____ MATERIAL PROVIDED

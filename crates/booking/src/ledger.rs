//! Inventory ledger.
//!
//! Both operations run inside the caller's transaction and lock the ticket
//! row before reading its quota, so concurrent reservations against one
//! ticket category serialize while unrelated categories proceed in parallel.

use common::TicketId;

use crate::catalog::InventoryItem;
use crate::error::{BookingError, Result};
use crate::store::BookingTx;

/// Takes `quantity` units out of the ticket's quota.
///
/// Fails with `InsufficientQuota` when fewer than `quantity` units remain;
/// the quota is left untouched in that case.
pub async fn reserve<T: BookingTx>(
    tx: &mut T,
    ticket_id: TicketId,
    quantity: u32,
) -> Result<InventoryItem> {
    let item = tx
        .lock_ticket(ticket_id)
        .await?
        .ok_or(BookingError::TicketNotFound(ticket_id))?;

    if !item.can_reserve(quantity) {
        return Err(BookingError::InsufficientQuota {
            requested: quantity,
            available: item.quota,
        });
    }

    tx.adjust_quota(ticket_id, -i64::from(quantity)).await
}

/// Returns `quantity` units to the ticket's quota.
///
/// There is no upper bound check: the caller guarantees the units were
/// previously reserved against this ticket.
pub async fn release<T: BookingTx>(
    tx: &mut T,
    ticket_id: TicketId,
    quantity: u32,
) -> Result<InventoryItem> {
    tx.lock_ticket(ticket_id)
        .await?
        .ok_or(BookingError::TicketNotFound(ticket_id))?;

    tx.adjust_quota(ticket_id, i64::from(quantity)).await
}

________
____ MATERIAL PROVIDED

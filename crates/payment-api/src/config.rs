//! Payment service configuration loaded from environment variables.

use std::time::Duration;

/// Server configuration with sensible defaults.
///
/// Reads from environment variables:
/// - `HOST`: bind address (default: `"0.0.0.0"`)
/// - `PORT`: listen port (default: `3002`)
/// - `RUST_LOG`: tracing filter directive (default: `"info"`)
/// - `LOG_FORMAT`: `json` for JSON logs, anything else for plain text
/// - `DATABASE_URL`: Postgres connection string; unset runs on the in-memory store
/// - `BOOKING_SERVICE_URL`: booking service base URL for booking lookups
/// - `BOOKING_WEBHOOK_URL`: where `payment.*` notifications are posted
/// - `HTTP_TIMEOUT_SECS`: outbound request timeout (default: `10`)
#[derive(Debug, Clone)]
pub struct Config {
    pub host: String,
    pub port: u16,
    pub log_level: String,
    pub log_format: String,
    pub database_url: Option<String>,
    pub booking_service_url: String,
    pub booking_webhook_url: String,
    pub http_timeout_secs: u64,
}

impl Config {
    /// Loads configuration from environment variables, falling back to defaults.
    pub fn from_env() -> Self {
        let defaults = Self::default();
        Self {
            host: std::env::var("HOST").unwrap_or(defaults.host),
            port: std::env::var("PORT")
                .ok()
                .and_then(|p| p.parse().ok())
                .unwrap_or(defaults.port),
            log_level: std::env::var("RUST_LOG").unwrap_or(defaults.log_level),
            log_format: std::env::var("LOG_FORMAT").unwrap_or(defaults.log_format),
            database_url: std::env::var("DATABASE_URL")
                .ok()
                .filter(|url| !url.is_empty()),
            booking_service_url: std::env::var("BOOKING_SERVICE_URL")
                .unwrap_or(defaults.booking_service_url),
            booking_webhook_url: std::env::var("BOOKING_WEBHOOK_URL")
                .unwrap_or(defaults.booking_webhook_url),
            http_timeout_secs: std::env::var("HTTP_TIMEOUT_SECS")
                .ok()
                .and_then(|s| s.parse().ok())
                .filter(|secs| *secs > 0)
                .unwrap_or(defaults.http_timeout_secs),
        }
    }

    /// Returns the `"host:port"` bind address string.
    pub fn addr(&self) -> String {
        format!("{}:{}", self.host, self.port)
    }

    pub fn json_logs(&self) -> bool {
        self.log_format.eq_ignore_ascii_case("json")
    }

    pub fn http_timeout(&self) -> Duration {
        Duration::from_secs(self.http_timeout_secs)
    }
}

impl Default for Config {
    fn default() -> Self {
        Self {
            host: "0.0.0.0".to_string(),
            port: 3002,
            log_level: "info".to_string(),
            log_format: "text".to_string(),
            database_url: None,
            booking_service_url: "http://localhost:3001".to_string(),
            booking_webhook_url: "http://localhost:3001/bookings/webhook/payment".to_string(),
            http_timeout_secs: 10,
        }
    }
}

________
____ MATERIAL PROVIDED

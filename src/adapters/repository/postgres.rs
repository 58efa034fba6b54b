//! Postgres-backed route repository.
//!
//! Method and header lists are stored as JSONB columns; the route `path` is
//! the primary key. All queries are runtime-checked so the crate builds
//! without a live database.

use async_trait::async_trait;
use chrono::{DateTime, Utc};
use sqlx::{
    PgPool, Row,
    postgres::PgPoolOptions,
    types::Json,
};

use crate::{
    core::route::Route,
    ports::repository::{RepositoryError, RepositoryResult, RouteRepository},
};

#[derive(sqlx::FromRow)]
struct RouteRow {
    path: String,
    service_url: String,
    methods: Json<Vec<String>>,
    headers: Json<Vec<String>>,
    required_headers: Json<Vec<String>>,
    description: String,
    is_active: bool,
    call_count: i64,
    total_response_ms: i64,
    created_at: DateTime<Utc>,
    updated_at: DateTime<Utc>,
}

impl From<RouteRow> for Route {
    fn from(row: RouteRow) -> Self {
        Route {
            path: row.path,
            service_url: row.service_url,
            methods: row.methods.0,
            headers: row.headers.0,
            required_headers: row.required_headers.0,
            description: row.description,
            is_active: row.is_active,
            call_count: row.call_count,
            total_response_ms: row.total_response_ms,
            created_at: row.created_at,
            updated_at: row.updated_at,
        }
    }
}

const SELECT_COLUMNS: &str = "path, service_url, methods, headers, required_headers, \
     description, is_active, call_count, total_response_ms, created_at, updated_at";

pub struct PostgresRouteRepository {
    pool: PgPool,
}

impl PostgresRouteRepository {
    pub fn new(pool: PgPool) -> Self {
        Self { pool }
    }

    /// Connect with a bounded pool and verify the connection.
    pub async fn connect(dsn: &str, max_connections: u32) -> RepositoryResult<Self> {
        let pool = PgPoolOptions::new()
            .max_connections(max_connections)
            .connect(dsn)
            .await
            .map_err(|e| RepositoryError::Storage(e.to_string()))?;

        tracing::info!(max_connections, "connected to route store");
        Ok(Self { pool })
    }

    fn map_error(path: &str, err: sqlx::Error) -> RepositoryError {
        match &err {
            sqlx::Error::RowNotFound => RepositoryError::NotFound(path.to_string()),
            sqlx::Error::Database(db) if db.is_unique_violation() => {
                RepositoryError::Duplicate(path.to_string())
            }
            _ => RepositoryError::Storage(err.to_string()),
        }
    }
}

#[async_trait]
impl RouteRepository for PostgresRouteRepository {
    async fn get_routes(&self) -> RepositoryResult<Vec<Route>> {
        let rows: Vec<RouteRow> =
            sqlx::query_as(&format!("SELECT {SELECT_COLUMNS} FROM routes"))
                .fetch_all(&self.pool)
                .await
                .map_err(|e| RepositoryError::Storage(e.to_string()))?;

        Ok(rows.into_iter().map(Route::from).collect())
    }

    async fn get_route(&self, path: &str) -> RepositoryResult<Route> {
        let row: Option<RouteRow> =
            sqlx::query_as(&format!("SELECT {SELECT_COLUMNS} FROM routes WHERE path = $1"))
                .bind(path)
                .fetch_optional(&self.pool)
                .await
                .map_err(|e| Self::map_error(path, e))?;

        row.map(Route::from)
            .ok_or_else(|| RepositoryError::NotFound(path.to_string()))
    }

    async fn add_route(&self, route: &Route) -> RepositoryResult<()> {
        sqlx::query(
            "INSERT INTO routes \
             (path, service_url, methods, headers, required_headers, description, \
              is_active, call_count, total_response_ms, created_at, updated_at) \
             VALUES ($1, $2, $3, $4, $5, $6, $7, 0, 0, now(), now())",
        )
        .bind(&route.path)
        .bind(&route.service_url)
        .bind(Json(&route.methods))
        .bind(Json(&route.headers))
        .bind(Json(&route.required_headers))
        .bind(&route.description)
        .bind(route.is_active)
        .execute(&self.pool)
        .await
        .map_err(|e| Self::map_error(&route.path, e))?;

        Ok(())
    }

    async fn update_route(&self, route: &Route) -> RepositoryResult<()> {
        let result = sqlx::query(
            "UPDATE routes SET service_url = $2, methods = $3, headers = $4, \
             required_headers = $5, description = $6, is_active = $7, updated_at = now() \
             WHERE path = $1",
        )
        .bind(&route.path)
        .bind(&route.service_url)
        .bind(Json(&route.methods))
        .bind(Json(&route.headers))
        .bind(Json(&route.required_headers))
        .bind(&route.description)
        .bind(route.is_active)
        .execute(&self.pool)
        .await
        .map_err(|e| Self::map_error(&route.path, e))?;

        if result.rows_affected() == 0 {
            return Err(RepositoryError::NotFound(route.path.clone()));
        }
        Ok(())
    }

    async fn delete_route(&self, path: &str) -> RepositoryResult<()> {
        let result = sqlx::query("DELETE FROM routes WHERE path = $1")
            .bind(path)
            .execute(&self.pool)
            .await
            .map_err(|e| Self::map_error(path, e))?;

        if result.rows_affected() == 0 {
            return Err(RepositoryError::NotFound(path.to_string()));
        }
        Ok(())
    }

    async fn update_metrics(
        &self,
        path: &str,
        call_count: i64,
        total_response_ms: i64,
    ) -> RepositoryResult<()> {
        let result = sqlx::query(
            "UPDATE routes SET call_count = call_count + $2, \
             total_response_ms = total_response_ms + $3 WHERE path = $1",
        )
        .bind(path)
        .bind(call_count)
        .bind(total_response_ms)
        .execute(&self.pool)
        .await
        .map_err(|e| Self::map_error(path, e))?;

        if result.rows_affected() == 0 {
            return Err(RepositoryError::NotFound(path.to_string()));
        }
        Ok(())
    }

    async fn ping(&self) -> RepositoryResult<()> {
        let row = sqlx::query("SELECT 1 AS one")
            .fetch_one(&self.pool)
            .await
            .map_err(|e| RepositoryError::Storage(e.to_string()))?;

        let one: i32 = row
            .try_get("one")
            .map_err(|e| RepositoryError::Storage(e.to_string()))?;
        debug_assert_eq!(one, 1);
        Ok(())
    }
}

________

ACTION ITEM: Select every line of the records holding the string "address".

SOLUTION TO THIS PROBLEM:
/// - `HOST`: bind address (default: `"0.0.0.0"`)
    /// Returns the `"host:port"` bind address string.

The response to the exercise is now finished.